Sara Manninen & Jone Mutka — Slo-Mo
11 October - 9 November 2025
Opening 11 October at 18:00
Sara Manninen (b.1996, Kangasniemi) is a Turku-based visual artist and printmaker who works with photo-based printmaking methods. Manninen graduated from the Academy of Fine Arts Helsinki in 2022. The themes of temporality, memory and border space recur in her works. Craftsmanship and experimental methods of printmaking techniques are at the core of Manninen's work.
Manninen uses experimental methods of processing the photopolymer plate during the exposure and development phases. Her works consists of paper-based prints of varying sizes (A1 - A5).
Online portfolio: saramanninen.com
Jone Mutka (b.1993, Kitee) is a graphic artist based in Helsinki and Turku, who works with screen printing, woodcut, sculpture and installation. Mutka graduated as a visual artist from the TUAS Arts Academy in 2019 and is currently studying for his masters degree at the University of the Arts Helsinki. Recently, Mutka's work has focused on an experimental approach to traditional printmaking methods, for example by using a laser cutter or an uv-printer as part of his work.
Mutka creates his works mostly using screen printing and laser-cutter. The gallery space will feature screen prints (200x67 cm à), as well as smaller mixed media works (A3 - A4). Scorch, for example, explores the passage of time through materials that react to light. The works live in the gallery space, recording references to the passage of time throughout the exhibition. Most of the prints are attached to the wall with needles, nails and magnets.
Online portfolio: jonemutka.com
At the core of the exhibition is the idea of temporality, movement, data and the inherent ability of printmaking to reproduce and record these.

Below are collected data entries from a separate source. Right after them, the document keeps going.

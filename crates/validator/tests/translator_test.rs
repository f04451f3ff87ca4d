//! Message rendering: template tiers, labels and placeholder substitution.

use pretty_assertions::assert_eq;
use rstest::rstest;
use serde_json::json;
use tessera_validator::prelude::*;

fn min_error(field: &str) -> ValidationError {
    ValidationError::new(field, "min").with_param("min", "18")
}

#[rstest]
#[case(&[("age.min", "A"), ("age", "B"), ("min", "C"), ("default", "D")], "A")]
#[case(&[("age", "B"), ("min", "C"), ("default", "D")], "B")]
#[case(&[("min", "C"), ("default", "D")], "C")]
#[case(&[("default", "D")], "D")]
#[case(&[], "The age does not pass the validation.")]
fn templates_resolve_most_specific_first(
    #[case] templates: &[(&str, &str)],
    #[case] expected: &str,
) {
    let translator = Translator::new().with_templates(templates.iter().copied());
    assert_eq!(translator.translate(&min_error("age")), expected);
}

#[test]
fn labels_rename_attributes_and_parameters() {
    let translator = Translator::new()
        .with_labels([("password_confirm", "confirmation"), ("password", "password field")])
        .with_templates([("equals", "The :attribute must match the :other.")]);

    let error = ValidationError::new("password_confirm", "equals").with_param("other", "password");
    assert_eq!(
        translator.translate(&error),
        "The confirmation must match the password field."
    );
}

#[test]
fn longest_placeholder_wins() {
    let translator = Translator::new().with_templates([("size", "Max :sizeKB, got :sizes")]);
    let error = ValidationError::new("doc", "size")
        .with_param("size", "64")
        .with_param("sizes", "many");

    assert_eq!(translator.translate(&error), "Max 64KB, got many");
}

#[test]
fn unknown_tokens_stay_verbatim() {
    let translator =
        Translator::new().with_templates([("regex", "At 10:30 :attribute fails :pattern :nope")]);
    let error = ValidationError::new("code", "regex").with_param("pattern", "/^x$/");

    assert_eq!(translator.translate(&error), "At 10:30 code fails /^x$/ :nope");
}

#[test]
fn substituted_text_is_not_rescanned() {
    let translator = Translator::new()
        .with_labels([("name", "the :other name")])
        .with_templates([("different", ":attribute vs :other")]);
    let error = ValidationError::new("name", "different").with_param("other", "alias");

    assert_eq!(translator.translate(&error), "the :other name vs alias");
}

#[test]
fn field_template_collapses_to_one_message() {
    let translator = Translator::new().with_templates([
        ("age", "The :attribute must be an adult age, at least :min."),
        ("integer", "not used"),
    ]);
    let errors = [min_error("age"), ValidationError::new("age", "integer")];

    assert_eq!(
        translator.messages("age", &errors),
        ["The age must be an adult age, at least 18."]
    );
    assert!(translator.messages("age", &[]).is_empty());
}

#[test]
fn with_methods_merge_and_keep_the_original() {
    let base = Translator::new()
        .with_labels([("a", "Alpha"), ("b", "Bravo")])
        .with_templates([("min", "old")]);
    let changed = base
        .with_labels([("b", "Beta")])
        .with_templates([("min", "new")]);

    assert_eq!(base.label("b"), "Bravo");
    assert_eq!(changed.label("b"), "Beta");
    assert_eq!(changed.label("a"), "Alpha");
    assert_eq!(changed.label("c"), "c");
    assert_eq!(base.template("min"), Some("old"));
    assert_eq!(changed.template("min"), Some("new"));
}

#[test]
fn config_loads_from_json() {
    let config: TranslatorConfig = serde_json::from_value(json!({
        "labels": {"age": "Your age"},
        "templates": {"age.min": ":attribute must be :min or more"}
    }))
    .unwrap();

    let translator = Translator::from_config(config);
    assert_eq!(translator.translate(&min_error("age")), "Your age must be 18 or more");

    let partial: TranslatorConfig = serde_json::from_value(json!({"labels": {}})).unwrap();
    assert!(partial.templates.is_empty());
}

#[test]
fn results_render_lazily_with_their_translator() {
    let validator = ValidatorFactory::create("en")
        .unwrap()
        .validator(rules([("age", "min:18")]));
    let result = validator.validate_json(&json!({"age": 3})).unwrap();

    assert_eq!(result.messages(), ["The age must be greater than 18."]);

    let relabelled = validator.with_labels([("age", "Age")]);
    let result = relabelled.validate_json(&json!({"age": 3})).unwrap();
    assert_eq!(
        result.messages_by_field().get("age").map(Vec::as_slice),
        Some(&["The Age must be greater than 18.".to_owned()][..])
    );
}
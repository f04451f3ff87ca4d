//! Date rules, backed by `chrono`.
//!
//! Values and limits are read with [`parse_date`]; `dateformat` instead
//! matches a caller supplied strftime format.

use chrono::format::{self, Item, ParseErrorKind, Parsed, StrftimeItems};
use chrono::{DateTime, Local, Months, NaiveDate, NaiveDateTime, NaiveTime};

use super::{ensure, ensure_plain, joined_param, single_param, two_params};
use crate::error::{ConfigError, Failure, RuleResult};
use crate::rule::{Check, RuleContext};

const DATETIME_FORMATS: [&str; 2] = ["%Y-%m-%d %H:%M:%S", "%Y-%m-%dT%H:%M:%S"];
const DATE_FORMATS: [&str; 3] = ["%Y-%m-%d", "%Y/%m/%d", "%d.%m.%Y"];

/// Reads a date or date-time in one of the accepted notations: RFC 3339,
/// `YYYY-MM-DD[( |T)HH:MM:SS]`, `YYYY/MM/DD` or `DD.MM.YYYY`.
///
/// Offsets are normalized to UTC; dates without a time read as midnight.
pub fn parse_date(s: &str) -> Option<NaiveDateTime> {
    let s = s.trim();
    if let Ok(datetime) = DateTime::parse_from_rfc3339(s) {
        return Some(datetime.naive_utc());
    }
    DATETIME_FORMATS
        .iter()
        .find_map(|fmt| NaiveDateTime::parse_from_str(s, fmt).ok())
        .or_else(|| {
            DATE_FORMATS
                .iter()
                .find_map(|fmt| NaiveDate::parse_from_str(s, fmt).ok())
                .map(|date| date.and_time(NaiveTime::MIN))
        })
}

/// A date limit, keeping its source text for messages.
#[derive(Debug, Clone, PartialEq, Eq)]
struct Limit {
    at: NaiveDateTime,
    text: String,
}

impl Limit {
    fn parse(rule: &str, raw: &str) -> Result<Self, ConfigError> {
        let at = parse_date(raw).ok_or_else(|| {
            ConfigError::invalid_parameter(rule, format!("'{raw}' is not a valid date"))
        })?;
        Ok(Self {
            at,
            text: raw.trim().to_owned(),
        })
    }
}

/// Parses the value; `None` when absent, `Some(None)` when unreadable.
fn value_date(ctx: &RuleContext<'_>) -> Option<Option<NaiveDateTime>> {
    if ctx.is_null() {
        return None;
    }
    Some(ctx.value_or_null().as_str().and_then(parse_date))
}

// ============================================================================
// FORMAT
// ============================================================================

/// A string in one of the notations read by [`parse_date`].
#[derive(Debug, Clone, Copy, Default, PartialEq, Eq)]
pub struct Date;

impl Check for Date {
    fn check(&self, ctx: &RuleContext<'_>) -> RuleResult {
        value_date(ctx).map_or(Ok(()), |date| ensure_plain(date.is_some()))
    }
}

/// A string matching a strftime format exactly.
///
/// Formats naming a full date also reject impossible dates such as
/// `2023-02-30`.
#[derive(Debug, Clone, PartialEq, Eq)]
pub struct DateFormat {
    format: String,
}

impl DateFormat {
    pub fn new(format: impl Into<String>) -> Result<Self, ConfigError> {
        let format = format.into();
        if StrftimeItems::new(&format).any(|item| matches!(item, Item::Error)) {
            return Err(ConfigError::invalid_parameter(
                "dateformat",
                format!("'{format}' is not a valid date format"),
            ));
        }
        Ok(Self { format })
    }

    pub fn from_params(params: &[String]) -> Result<Self, ConfigError> {
        Self::new(joined_param("dateformat", params)?)
    }

    fn matches(&self, s: &str) -> bool {
        let mut parsed = Parsed::new();
        if format::parse(&mut parsed, s, StrftimeItems::new(&self.format)).is_err() {
            return false;
        }
        match parsed.to_naive_date() {
            Ok(_) => true,
            Err(err) => err.kind() == ParseErrorKind::NotEnough,
        }
    }
}

impl Check for DateFormat {
    fn check(&self, ctx: &RuleContext<'_>) -> RuleResult {
        if ctx.is_null() {
            return Ok(());
        }
        let ok = ctx.value_or_null().as_str().is_some_and(|s| self.matches(s));
        ensure(ok, || Failure::new().with_param("format", self.format.clone()))
    }
}

// ============================================================================
// LIMITS
// ============================================================================

/// A date at or after `limit`.
#[derive(Debug, Clone, PartialEq, Eq)]
pub struct DateAfter {
    limit: Limit,
}

impl DateAfter {
    pub fn new(limit: &str) -> Result<Self, ConfigError> {
        Ok(Self {
            limit: Limit::parse("dateafter", limit)?,
        })
    }

    pub fn from_params(params: &[String]) -> Result<Self, ConfigError> {
        Self::new(single_param("dateafter", params)?)
    }
}

impl Check for DateAfter {
    fn check(&self, ctx: &RuleContext<'_>) -> RuleResult {
        value_date(ctx).map_or(Ok(()), |date| {
            ensure(date.is_some_and(|at| at >= self.limit.at), || {
                Failure::new().with_param("limit", self.limit.text.clone())
            })
        })
    }
}

/// A date at or before `limit`.
#[derive(Debug, Clone, PartialEq, Eq)]
pub struct DateBefore {
    limit: Limit,
}

impl DateBefore {
    pub fn new(limit: &str) -> Result<Self, ConfigError> {
        Ok(Self {
            limit: Limit::parse("datebefore", limit)?,
        })
    }

    pub fn from_params(params: &[String]) -> Result<Self, ConfigError> {
        Self::new(single_param("datebefore", params)?)
    }
}

impl Check for DateBefore {
    fn check(&self, ctx: &RuleContext<'_>) -> RuleResult {
        value_date(ctx).map_or(Ok(()), |date| {
            ensure(date.is_some_and(|at| at <= self.limit.at), || {
                Failure::new().with_param("limit", self.limit.text.clone())
            })
        })
    }
}

/// A date within `after..=before`.
#[derive(Debug, Clone, PartialEq, Eq)]
pub struct DateBetween {
    after: Limit,
    before: Limit,
}

impl DateBetween {
    pub fn new(after: &str, before: &str) -> Result<Self, ConfigError> {
        let after = Limit::parse("datebetween", after)?;
        let before = Limit::parse("datebetween", before)?;
        if after.at > before.at {
            return Err(ConfigError::invalid_parameter(
                "datebetween",
                format!("{} is after {}", after.text, before.text),
            ));
        }
        Ok(Self { after, before })
    }

    pub fn from_params(params: &[String]) -> Result<Self, ConfigError> {
        let (after, before) = two_params("datebetween", params)?;
        Self::new(after, before)
    }
}

impl Check for DateBetween {
    fn check(&self, ctx: &RuleContext<'_>) -> RuleResult {
        value_date(ctx).map_or(Ok(()), |date| {
            let ok = date.is_some_and(|at| (self.after.at..=self.before.at).contains(&at));
            ensure(ok, || {
                Failure::new()
                    .with_param("after", self.after.text.clone())
                    .with_param("before", self.before.text.clone())
            })
        })
    }
}

// ============================================================================
// BIRTHDAY
// ============================================================================

/// A birth date of someone at least `age` years old today.
#[derive(Debug, Clone, Copy, PartialEq, Eq)]
pub struct Birthday {
    age: u32,
}

impl Birthday {
    pub const DEFAULT_AGE: u32 = 18;

    pub fn new(age: u32) -> Result<Self, ConfigError> {
        if age == 0 {
            return Err(ConfigError::invalid_parameter(
                "birthday",
                "age must be a positive integer",
            ));
        }
        Ok(Self { age })
    }

    pub fn from_params(params: &[String]) -> Result<Self, ConfigError> {
        if params.is_empty() {
            return Self::new(Self::DEFAULT_AGE);
        }
        let raw = single_param("birthday", params)?;
        let age = raw.trim().parse::<u32>().map_err(|_| {
            ConfigError::invalid_parameter(
                "birthday",
                format!("age '{raw}' must be a positive integer"),
            )
        })?;
        Self::new(age)
    }

    pub fn age(&self) -> u32 {
        self.age
    }

    /// Latest birth date accepted on `today`.
    fn latest_birth_date(&self, today: NaiveDate) -> Option<NaiveDate> {
        today.checked_sub_months(Months::new(self.age.saturating_mul(12)))
    }

    fn born_in_time(&self, born: NaiveDate, today: NaiveDate) -> bool {
        self.latest_birth_date(today)
            .is_some_and(|latest| born <= latest)
    }
}

impl Default for Birthday {
    fn default() -> Self {
        Self {
            age: Self::DEFAULT_AGE,
        }
    }
}

impl Check for Birthday {
    fn check(&self, ctx: &RuleContext<'_>) -> RuleResult {
        value_date(ctx).map_or(Ok(()), |date| {
            let today = Local::now().date_naive();
            let ok = date.is_some_and(|at| self.born_in_time(at.date(), today));
            ensure(ok, || Failure::new().with_param("age", self.age.to_string()))
        })
    }
}

#[cfg(test)]
mod tests {
    use super::*;
    use crate::declaration::RuleDeclaration;
    use crate::error::RuleError;
    use crate::parser::{RuleFactories, RulesParser};
    use crate::rules::testing::{fails, passes, run_missing, run_value};
    use crate::value::Value;
    use pretty_assertions::assert_eq;
    use rstest::rstest;

    fn day(y: i32, m: u32, d: u32) -> NaiveDate {
        NaiveDate::from_ymd_opt(y, m, d).unwrap()
    }

    #[rstest]
    #[case("2024-03-01", true)]
    #[case("2024-03-01 10:30:00", true)]
    #[case("2024-03-01T10:30:00", true)]
    #[case("2024-03-01T10:30:00+02:00", true)]
    #[case("2024/03/01", true)]
    #[case("01.03.2024", true)]
    #[case("2023-02-30", false)]
    #[case("yesterday-ish", false)]
    #[case("", false)]
    fn date(#[case] value: &str, #[case] ok: bool) {
        assert_eq!(passes(&Date, value), ok);
    }

    #[test]
    fn rfc3339_offsets_normalize_to_utc() {
        let at = parse_date("2024-03-01T01:00:00+02:00").unwrap();
        assert_eq!(at, day(2024, 2, 29).and_hms_opt(23, 0, 0).unwrap());
    }

    #[test]
    fn date_rules_skip_null_and_reject_non_strings() {
        assert!(run_missing(&Date).is_ok());
        assert!(passes(&Date, Value::Null));
        assert!(fails(&Date, 20_240_301));
    }

    #[rstest]
    #[case("%Y-%m-%d", "2024-03-01", true)]
    #[case("%Y-%m-%d", "2024-02-30", false)]
    #[case("%Y-%m-%d", "01/03/2024", false)]
    #[case("%d/%m", "01/03", true)]
    #[case("%H:%M", "10:30", true)]
    #[case("%H:%M", "10:30:00", false)]
    fn dateformat(#[case] format: &str, #[case] value: &str, #[case] ok: bool) {
        let rule = DateFormat::new(format).unwrap();
        assert_eq!(passes(&rule, value), ok);
    }

    #[test]
    fn dateformat_reports_the_declared_format() {
        let parser = RulesParser::new(RuleFactories::builtin());
        let rules = parser
            .parse(&RuleDeclaration::from("dateformat: %d, %m "))
            .unwrap();
        let input: Value = [("field", Value::from("nope"))].into_iter().collect();

        let Err(RuleError::Failed(failure)) = rules.rules()[0].validate("field", &input, &input)
        else {
            panic!("expected a failure");
        };
        assert_eq!(failure.param("format"), Some("%d, %m"));

        let input: Value = [("field", Value::from("01, 03"))].into_iter().collect();
        assert!(rules.rules()[0].validate("field", &input, &input).is_ok());
        assert!(DateFormat::new("%Q").is_err());
    }

    #[test]
    fn after_and_before_are_inclusive() {
        let after = DateAfter::new("2024-01-01").unwrap();
        assert!(passes(&after, "2024-01-01"));
        assert!(passes(&after, "2024-06-01"));
        assert!(fails(&after, "2023-12-31"));
        assert!(fails(&after, "not a date"));

        let before = DateBefore::new("2024-01-01").unwrap();
        assert!(passes(&before, "2023-12-31 23:59:59"));
        assert!(fails(&before, "2024-01-01 00:00:01"));
    }

    #[test]
    fn invalid_limits_are_config_errors() {
        assert!(matches!(
            DateAfter::new("someday"),
            Err(ConfigError::InvalidParameter { .. })
        ));
        assert!(DateBefore::from_params(&[]).is_err());
        assert!(DateBetween::new("2024-12-31", "2024-01-01").is_err());
    }

    #[test]
    fn datebetween_reports_both_limits() {
        let rule = DateBetween::from_params(&["2024-01-01".to_owned(), "2024-12-31".to_owned()])
            .unwrap();
        assert!(passes(&rule, "2024-07-14"));

        let Err(RuleError::Failed(failure)) = run_value(&rule, "2025-01-01") else {
            panic!("expected a failure");
        };
        assert_eq!(failure.param("after"), Some("2024-01-01"));
        assert_eq!(failure.param("before"), Some("2024-12-31"));
    }

    #[test]
    fn birthday_parameters() {
        assert_eq!(Birthday::from_params(&[]).unwrap().age(), 18);
        assert_eq!(Birthday::from_params(&["21".to_owned()]).unwrap().age(), 21);
        assert!(Birthday::from_params(&["0".to_owned()]).is_err());
        assert!(Birthday::from_params(&["-3".to_owned()]).is_err());
        assert!(Birthday::from_params(&["adult".to_owned()]).is_err());
    }

    #[test]
    fn birthday_counts_whole_years() {
        let rule = Birthday::default();
        let today = day(2024, 6, 15);
        assert!(rule.born_in_time(day(2006, 6, 15), today));
        assert!(rule.born_in_time(day(1990, 1, 1), today));
        assert!(!rule.born_in_time(day(2006, 6, 16), today));
    }

    #[test]
    fn birthday_against_the_clock() {
        let rule = Birthday::new(18).unwrap();
        assert!(passes(&rule, "1970-01-01"));
        let today = Local::now().date_naive().format("%Y-%m-%d").to_string();
        assert!(fails(&rule, today));

        let Err(RuleError::Failed(failure)) = run_value(&rule, "garbage") else {
            panic!("expected a failure");
        };
        assert_eq!(failure.param("age"), Some("18"));
    }
}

The works deal with the need to record a fleeting time and the impossibility to fully capture the original events behind the memories. The works in the exhibition have been created using a variety of printmaking techniques, including photographic techniques (e.g. photopolymer) and a variety of machines (e.g. laser cutting). Artists approach the theme of the exhibition through personal and found material. Both artists' work focuses on the use of photographic elements.
Manninen uses as a base material for her works selftaken material and family album photographs from different eras, which are located in the milieu of her family home. The works feature a visual world that is characteristic for Manninen's earlier work, combining the documentary nature of photography with the interpretive possibilities of handicraft. She is interested in how memories blend with the present and dreams leak into everyday reality, creating new kinds of hidden worlds. The works move in the liminal space of dreams, imagination and memory.
Mutka's works are also based on a personal archive of memories, from a guardian angel motif from grandma to self-taken photographs or plants picked from the roadside, as well as self-made materials ranging from paper to pigment, documenting their own personalities through the crafting process. Mutka's works also function as "new" ways of recording information, as if they were explorations of different traditional modes of recording, such as photography. The focus is often on altering, damaging or reorganising the data/information that is the starting point.